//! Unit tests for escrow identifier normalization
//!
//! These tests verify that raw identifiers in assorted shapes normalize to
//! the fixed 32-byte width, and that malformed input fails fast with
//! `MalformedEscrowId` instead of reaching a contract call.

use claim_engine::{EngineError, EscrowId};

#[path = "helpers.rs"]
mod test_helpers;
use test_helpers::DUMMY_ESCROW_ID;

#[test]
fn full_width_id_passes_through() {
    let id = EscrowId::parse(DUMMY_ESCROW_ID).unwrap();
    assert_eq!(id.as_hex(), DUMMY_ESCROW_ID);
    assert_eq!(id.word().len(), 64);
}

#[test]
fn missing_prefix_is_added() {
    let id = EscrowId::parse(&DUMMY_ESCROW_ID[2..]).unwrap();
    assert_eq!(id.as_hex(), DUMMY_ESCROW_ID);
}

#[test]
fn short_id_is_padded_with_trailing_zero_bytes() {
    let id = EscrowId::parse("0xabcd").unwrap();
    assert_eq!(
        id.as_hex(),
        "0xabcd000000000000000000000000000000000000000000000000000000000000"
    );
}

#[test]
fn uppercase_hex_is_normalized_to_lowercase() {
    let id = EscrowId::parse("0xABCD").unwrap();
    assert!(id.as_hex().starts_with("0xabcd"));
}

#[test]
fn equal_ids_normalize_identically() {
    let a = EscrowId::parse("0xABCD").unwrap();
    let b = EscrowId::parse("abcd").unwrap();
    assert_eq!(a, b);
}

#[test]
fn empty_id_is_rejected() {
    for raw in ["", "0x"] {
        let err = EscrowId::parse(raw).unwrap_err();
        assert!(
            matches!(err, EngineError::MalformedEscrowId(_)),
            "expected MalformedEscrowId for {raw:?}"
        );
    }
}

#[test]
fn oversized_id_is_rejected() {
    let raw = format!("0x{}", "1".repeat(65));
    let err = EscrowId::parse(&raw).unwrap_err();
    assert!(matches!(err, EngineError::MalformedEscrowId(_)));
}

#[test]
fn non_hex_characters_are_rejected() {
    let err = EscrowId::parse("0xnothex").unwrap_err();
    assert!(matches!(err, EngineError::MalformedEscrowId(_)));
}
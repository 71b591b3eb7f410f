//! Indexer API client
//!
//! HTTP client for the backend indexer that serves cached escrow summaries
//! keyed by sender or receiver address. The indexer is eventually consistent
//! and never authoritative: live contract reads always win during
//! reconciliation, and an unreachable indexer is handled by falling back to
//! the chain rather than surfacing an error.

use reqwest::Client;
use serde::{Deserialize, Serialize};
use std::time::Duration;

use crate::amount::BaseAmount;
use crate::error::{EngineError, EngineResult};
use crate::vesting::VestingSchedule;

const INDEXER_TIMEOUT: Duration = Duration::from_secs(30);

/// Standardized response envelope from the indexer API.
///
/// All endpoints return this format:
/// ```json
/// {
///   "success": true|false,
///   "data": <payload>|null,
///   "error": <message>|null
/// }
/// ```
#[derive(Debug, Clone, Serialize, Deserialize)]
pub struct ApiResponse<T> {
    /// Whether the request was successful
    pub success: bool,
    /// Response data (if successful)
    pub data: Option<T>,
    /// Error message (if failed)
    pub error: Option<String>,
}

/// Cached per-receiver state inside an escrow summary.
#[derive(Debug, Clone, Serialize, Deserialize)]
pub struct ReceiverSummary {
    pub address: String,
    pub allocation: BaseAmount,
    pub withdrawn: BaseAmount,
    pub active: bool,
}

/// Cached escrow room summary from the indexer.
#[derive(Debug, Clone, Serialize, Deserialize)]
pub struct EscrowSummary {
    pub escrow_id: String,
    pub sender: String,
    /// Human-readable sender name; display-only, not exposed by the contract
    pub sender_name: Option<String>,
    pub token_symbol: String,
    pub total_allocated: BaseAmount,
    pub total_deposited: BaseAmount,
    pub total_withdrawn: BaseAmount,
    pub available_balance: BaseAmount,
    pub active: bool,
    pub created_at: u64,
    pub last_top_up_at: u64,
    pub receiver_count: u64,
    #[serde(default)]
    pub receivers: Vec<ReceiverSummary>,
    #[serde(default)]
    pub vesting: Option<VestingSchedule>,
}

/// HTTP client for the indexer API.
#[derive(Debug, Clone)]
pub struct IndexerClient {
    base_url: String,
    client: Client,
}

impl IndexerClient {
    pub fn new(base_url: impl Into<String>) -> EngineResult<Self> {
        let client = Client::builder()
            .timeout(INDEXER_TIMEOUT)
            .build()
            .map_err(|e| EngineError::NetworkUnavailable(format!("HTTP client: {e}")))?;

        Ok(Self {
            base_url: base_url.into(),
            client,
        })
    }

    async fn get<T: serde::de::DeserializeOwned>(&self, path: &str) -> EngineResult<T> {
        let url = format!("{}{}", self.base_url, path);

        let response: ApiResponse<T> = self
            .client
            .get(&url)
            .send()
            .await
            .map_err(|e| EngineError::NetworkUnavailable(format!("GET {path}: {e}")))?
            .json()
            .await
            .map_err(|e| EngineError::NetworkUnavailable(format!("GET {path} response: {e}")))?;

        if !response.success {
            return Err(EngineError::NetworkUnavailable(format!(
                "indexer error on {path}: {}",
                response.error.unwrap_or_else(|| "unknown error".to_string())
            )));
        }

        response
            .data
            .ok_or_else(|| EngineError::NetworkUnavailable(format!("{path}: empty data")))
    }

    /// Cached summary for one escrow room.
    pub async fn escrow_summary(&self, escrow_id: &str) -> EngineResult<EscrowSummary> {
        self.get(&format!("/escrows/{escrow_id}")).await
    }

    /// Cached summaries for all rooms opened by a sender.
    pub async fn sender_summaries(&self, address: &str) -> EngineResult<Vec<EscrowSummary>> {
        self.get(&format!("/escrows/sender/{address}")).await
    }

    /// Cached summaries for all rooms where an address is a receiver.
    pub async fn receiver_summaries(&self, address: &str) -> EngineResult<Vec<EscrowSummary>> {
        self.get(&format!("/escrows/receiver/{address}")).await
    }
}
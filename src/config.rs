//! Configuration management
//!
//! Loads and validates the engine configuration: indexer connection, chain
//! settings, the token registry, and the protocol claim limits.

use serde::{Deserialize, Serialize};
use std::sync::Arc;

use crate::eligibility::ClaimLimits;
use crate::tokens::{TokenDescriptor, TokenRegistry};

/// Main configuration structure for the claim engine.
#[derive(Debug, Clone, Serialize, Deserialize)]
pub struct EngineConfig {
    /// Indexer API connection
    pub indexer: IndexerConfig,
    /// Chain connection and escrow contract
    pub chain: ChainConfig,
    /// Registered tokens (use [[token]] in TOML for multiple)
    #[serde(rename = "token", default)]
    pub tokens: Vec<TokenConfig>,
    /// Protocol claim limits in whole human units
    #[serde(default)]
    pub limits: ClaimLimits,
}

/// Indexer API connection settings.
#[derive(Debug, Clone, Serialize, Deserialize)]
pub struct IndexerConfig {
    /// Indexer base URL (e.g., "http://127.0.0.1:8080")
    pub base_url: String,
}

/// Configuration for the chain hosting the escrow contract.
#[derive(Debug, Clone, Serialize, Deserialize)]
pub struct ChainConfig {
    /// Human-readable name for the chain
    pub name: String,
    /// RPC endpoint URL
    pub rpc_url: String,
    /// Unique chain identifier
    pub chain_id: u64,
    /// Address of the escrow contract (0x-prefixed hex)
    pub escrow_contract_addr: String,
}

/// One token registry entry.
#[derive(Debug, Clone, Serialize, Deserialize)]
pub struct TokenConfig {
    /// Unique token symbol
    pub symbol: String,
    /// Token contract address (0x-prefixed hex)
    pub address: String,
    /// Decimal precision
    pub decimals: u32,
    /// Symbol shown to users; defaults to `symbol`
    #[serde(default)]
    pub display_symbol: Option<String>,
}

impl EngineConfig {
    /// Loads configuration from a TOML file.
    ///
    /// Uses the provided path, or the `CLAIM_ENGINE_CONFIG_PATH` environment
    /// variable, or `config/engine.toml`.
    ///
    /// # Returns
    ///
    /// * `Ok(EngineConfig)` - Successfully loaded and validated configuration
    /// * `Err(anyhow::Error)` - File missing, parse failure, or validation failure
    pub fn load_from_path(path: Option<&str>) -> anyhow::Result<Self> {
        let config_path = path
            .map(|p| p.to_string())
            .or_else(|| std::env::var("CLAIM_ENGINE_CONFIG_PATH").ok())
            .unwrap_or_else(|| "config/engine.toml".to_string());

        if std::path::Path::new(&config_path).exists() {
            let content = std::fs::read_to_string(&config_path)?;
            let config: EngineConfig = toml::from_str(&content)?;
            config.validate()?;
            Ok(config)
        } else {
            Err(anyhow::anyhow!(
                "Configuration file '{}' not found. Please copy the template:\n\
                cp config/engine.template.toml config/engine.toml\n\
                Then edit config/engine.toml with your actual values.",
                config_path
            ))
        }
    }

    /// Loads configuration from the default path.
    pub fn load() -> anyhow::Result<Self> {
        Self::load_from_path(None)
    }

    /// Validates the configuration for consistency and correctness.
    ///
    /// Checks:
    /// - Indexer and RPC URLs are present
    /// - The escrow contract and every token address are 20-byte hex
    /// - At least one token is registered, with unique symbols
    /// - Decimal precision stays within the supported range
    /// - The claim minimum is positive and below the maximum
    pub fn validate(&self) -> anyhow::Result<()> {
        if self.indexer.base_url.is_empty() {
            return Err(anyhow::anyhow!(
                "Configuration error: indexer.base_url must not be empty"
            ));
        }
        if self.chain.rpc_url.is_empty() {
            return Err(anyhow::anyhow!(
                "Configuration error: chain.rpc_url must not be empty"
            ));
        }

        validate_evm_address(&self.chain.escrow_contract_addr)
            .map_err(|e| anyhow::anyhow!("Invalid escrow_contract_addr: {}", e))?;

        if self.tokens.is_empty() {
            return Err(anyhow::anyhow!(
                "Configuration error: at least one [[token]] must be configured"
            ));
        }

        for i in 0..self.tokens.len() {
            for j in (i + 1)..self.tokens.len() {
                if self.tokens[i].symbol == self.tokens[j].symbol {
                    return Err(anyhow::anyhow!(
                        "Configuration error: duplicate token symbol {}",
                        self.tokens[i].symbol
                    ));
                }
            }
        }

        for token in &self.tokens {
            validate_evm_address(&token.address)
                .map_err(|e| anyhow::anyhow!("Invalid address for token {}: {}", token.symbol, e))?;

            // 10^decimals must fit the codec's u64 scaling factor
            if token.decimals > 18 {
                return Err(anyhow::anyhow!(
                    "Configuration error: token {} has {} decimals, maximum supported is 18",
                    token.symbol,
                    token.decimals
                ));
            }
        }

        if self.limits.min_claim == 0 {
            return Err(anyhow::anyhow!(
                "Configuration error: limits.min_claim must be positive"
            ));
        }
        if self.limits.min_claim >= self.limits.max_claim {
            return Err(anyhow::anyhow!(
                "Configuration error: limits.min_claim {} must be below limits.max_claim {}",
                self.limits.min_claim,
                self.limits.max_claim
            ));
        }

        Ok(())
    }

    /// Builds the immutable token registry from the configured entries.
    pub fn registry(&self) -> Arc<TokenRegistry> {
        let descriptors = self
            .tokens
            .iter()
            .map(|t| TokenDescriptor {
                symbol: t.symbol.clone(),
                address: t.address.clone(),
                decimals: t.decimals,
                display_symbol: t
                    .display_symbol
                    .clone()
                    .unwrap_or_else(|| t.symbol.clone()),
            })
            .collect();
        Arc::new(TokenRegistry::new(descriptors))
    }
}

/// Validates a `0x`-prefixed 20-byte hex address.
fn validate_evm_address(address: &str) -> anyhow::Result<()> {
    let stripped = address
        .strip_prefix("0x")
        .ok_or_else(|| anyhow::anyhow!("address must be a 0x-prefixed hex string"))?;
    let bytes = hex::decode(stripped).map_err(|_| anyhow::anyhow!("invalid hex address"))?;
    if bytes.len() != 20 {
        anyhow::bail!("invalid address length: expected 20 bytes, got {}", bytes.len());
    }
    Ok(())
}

◇ ◇ ◇ ◇

Print exactly, and only, the lines from the line containing "20-byte hex address." through the final line of the records, both included.

* _Answer box_
/// Validates a `0x`-prefixed 20-byte hex address.
fn validate_evm_address(address: &str) -> anyhow::Result<()> {
    let stripped = address
        .strip_prefix("0x")
        .ok_or_else(|| anyhow::anyhow!("address must be a 0x-prefixed hex string"))?;
    let bytes = hex::decode(stripped).map_err(|_| anyhow::anyhow!("invalid hex address"))?;
    if bytes.len() != 20 {
        anyhow::bail!("invalid address length: expected 20 bytes, got {}", bytes.len());
    }
    Ok(())
}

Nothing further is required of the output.